Tony Vagneur: Saddle Sore
August 28, 2010
For almost anyone who has lived here, now or in the past, there’s a part of Aspen deep inside that will never die. You can hate her today for the lovely past she’s let slip away, or love her in the present, not knowing what fate befalls either of you.
Aspen’s history is full of big names, very few whose descendants still live here. There was a ton of mining money to be made, but it took a lot of people, living in small Victorian cottages and boarding houses, to carry water for the big boys. We hear of Jerome B. Wheeler and the rest going belly up after the silver crash of 1893, but it’s hard to sympathize, for they already lived somewhere else, eh? It didn’t happen overnight, not like Exxon’s Black Sunday, but happen it did.
Soon, wind whistled through the windowless clapboards where children once played and dry, blowing snow built up around the lonely, second-floor cotton mattresses where some of the last of the old miners took refuge. Like horses out the gate, the town had left for better pastures. Except for a few.
It took a while, but insult finally followed injury in the 1950s and early ’60s. Widows of men who had played the silver boom and bust to the bitter end or ranched their lives away, remained, with little other than their tiny Victorian houses and grand gardens to show for a lifetime in Aspen. City water and sewer lines needed to be upgraded to assuage burgeoning growth and between special utility assessments and the rising tide of real estate taxes, these frail, bewildered women with nowhere to go were driven from town. We barely noticed.

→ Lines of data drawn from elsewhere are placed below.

//! RGBA colors
//!
//! Colors are stored as linear `f32` channels in `0.0..=1.0` and travel
//! through configuration documents as `#rgb`, `#rrggbb`, or `#rrggbbaa`.

use std::fmt;
use std::str::FromStr;

use serde::{Deserialize, Serialize};

use crate::error::ColorParseError;

/// RGBA color
#[derive(Clone, Copy, Debug, PartialEq, Serialize, Deserialize)]
#[serde(try_from = "String", into = "String")]
pub struct Color {
    pub r: f32,
    pub g: f32,
    pub b: f32,
    pub a: f32,
}

impl Color {
    pub const WHITE: Color = Color::rgb(1.0, 1.0, 1.0);
    pub const BLACK: Color = Color::rgb(0.0, 0.0, 0.0);
    pub const GREEN: Color = Color::rgb(0.0, 1.0, 0.0);
    pub const ORANGE: Color = Color::rgb(1.0, 0.5, 0.0);
    pub const TRANSPARENT: Color = Color::rgba(0.0, 0.0, 0.0, 0.0);

    pub const fn rgb(r: f32, g: f32, b: f32) -> Self {
        Self { r, g, b, a: 1.0 }
    }

    pub const fn rgba(r: f32, g: f32, b: f32, a: f32) -> Self {
        Self { r, g, b, a }
    }

    pub fn from_hex(hex: u32) -> Self {
        let r = ((hex >> 16) & 0xFF) as f32 / 255.0;
        let g = ((hex >> 8) & 0xFF) as f32 / 255.0;
        let b = (hex & 0xFF) as f32 / 255.0;
        Self::rgb(r, g, b)
    }

    pub fn with_alpha(mut self, alpha: f32) -> Self {
        self.a = alpha;
        self
    }

    /// Format as `#rrggbbaa`
    pub fn to_hex_string(&self) -> String {
        let channel = |c: f32| (c.clamp(0.0, 1.0) * 255.0).round() as u8;
        format!(
            "#{:02x}{:02x}{:02x}{:02x}",
            channel(self.r),
            channel(self.g),
            channel(self.b),
            channel(self.a)
        )
    }
}

impl Default for Color {
    fn default() -> Self {
        Self::BLACK
    }
}

impl FromStr for Color {
    type Err = ColorParseError;

    fn from_str(s: &str) -> Result<Self, Self::Err> {
        let digits = s
            .trim()
            .strip_prefix('#')
            .ok_or_else(|| ColorParseError::MissingHash(s.to_string()))?;

        if !digits.chars().all(|c| c.is_ascii_hexdigit()) {
            return Err(ColorParseError::InvalidDigit(s.to_string()));
        }

        let byte = |i: usize| u8::from_str_radix(&digits[i..i + 2], 16).unwrap_or(0);

        match digits.len() {
            3 => {
                // #abc expands to #aabbcc
                let nibble = |i: usize| {
                    let v = digits[i..i + 1]
                        .chars()
                        .next()
                        .and_then(|c| c.to_digit(16))
                        .unwrap_or(0);
                    (v * 17) as f32 / 255.0
                };
                Ok(Color::rgb(nibble(0), nibble(1), nibble(2)))
            }
            6 => Ok(Color::rgb(
                byte(0) as f32 / 255.0,
                byte(2) as f32 / 255.0,
                byte(4) as f32 / 255.0,
            )),
            8 => Ok(Color::rgba(
                byte(0) as f32 / 255.0,
                byte(2) as f32 / 255.0,
                byte(4) as f32 / 255.0,
                byte(6) as f32 / 255.0,
            )),
            _ => Err(ColorParseError::InvalidLength(s.to_string())),
        }
    }
}

impl TryFrom<String> for Color {
    type Error = ColorParseError;

    fn try_from(value: String) -> Result<Self, Self::Error> {
        value.parse()
    }
}

impl From<Color> for String {
    fn from(color: Color) -> Self {
        color.to_hex_string()
    }
}

impl fmt::Display for Color {
    fn fmt(&self, f: &mut fmt::Formatter<'_>) -> fmt::Result {
        f.write_str(&self.to_hex_string())
    }
}

#[cfg(test)]
mod tests {
    use super::*;

    fn approx(a: f32, b: f32) -> bool {
        (a - b).abs() < 1e-3
    }

    #[test]
    fn test_parse_six_digits() {
        let c: Color = "#3f3f3f".parse().unwrap();
        assert!(approx(c.r, 63.0 / 255.0));
        assert!(approx(c.g, 63.0 / 255.0));
        assert!(approx(c.b, 63.0 / 255.0));
        assert_eq!(c.a, 1.0);
        assert_eq!(c, Color::from_hex(0x3f3f3f));
    }

    #[test]
    fn test_parse_short_and_alpha() {
        let c: Color = "#fff".parse().unwrap();
        assert_eq!(c, Color::WHITE);

        let c: Color = "#00ff0080".parse().unwrap();
        assert!(approx(c.g, 1.0));
        assert!(approx(c.a, 128.0 / 255.0));
    }

    #[test]
    fn test_parse_errors() {
        assert_eq!(
            "3f3f3f".parse::<Color>(),
            Err(ColorParseError::MissingHash("3f3f3f".into()))
        );
        assert_eq!(
            "#3f3f".parse::<Color>(),
            Err(ColorParseError::InvalidLength("#3f3f".into()))
        );
        assert_eq!(
            "#zzzzzz".parse::<Color>(),
            Err(ColorParseError::InvalidDigit("#zzzzzz".into()))
        );
    }

    #[test]
    fn test_hex_string() {
        assert_eq!(Color::from_hex(0xb3b3b3).to_hex_string(), "#b3b3b3ff");
        assert_eq!(Color::TRANSPARENT.to_string(), "#00000000");
    }
}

The 1970s saw the great exodus, still talked about, of longtime, hard-working folks from town, many of them unremarkable natives who had lived through the “quiet years.” Firemen, cops, plumbers, hospital workers and business owners left for less-expensive lives downvalley or from whence they’d come. For some, it was difficult to resist the spiraling real estate prices; others soured on the prolific new breed of people who had arrived; and still others found it hard to live in a town that was getting more expensive every time they looked around. A low mill levy doesn’t mean much to a working man when the value of his house increases exponentially every two years.
Countering that, in the 1970s and ’80s, many free-market condominiums and houses were built in an attempt to soak up an abundance of young workers who had arrived on the wings of the wind, reaching for the Aspen dream. The Pitkin County Housing Authority was still finding its legs and people needed shelter of all types. There was also an influx of women who, as time has shown, were smarter than the men they married or had relationships with.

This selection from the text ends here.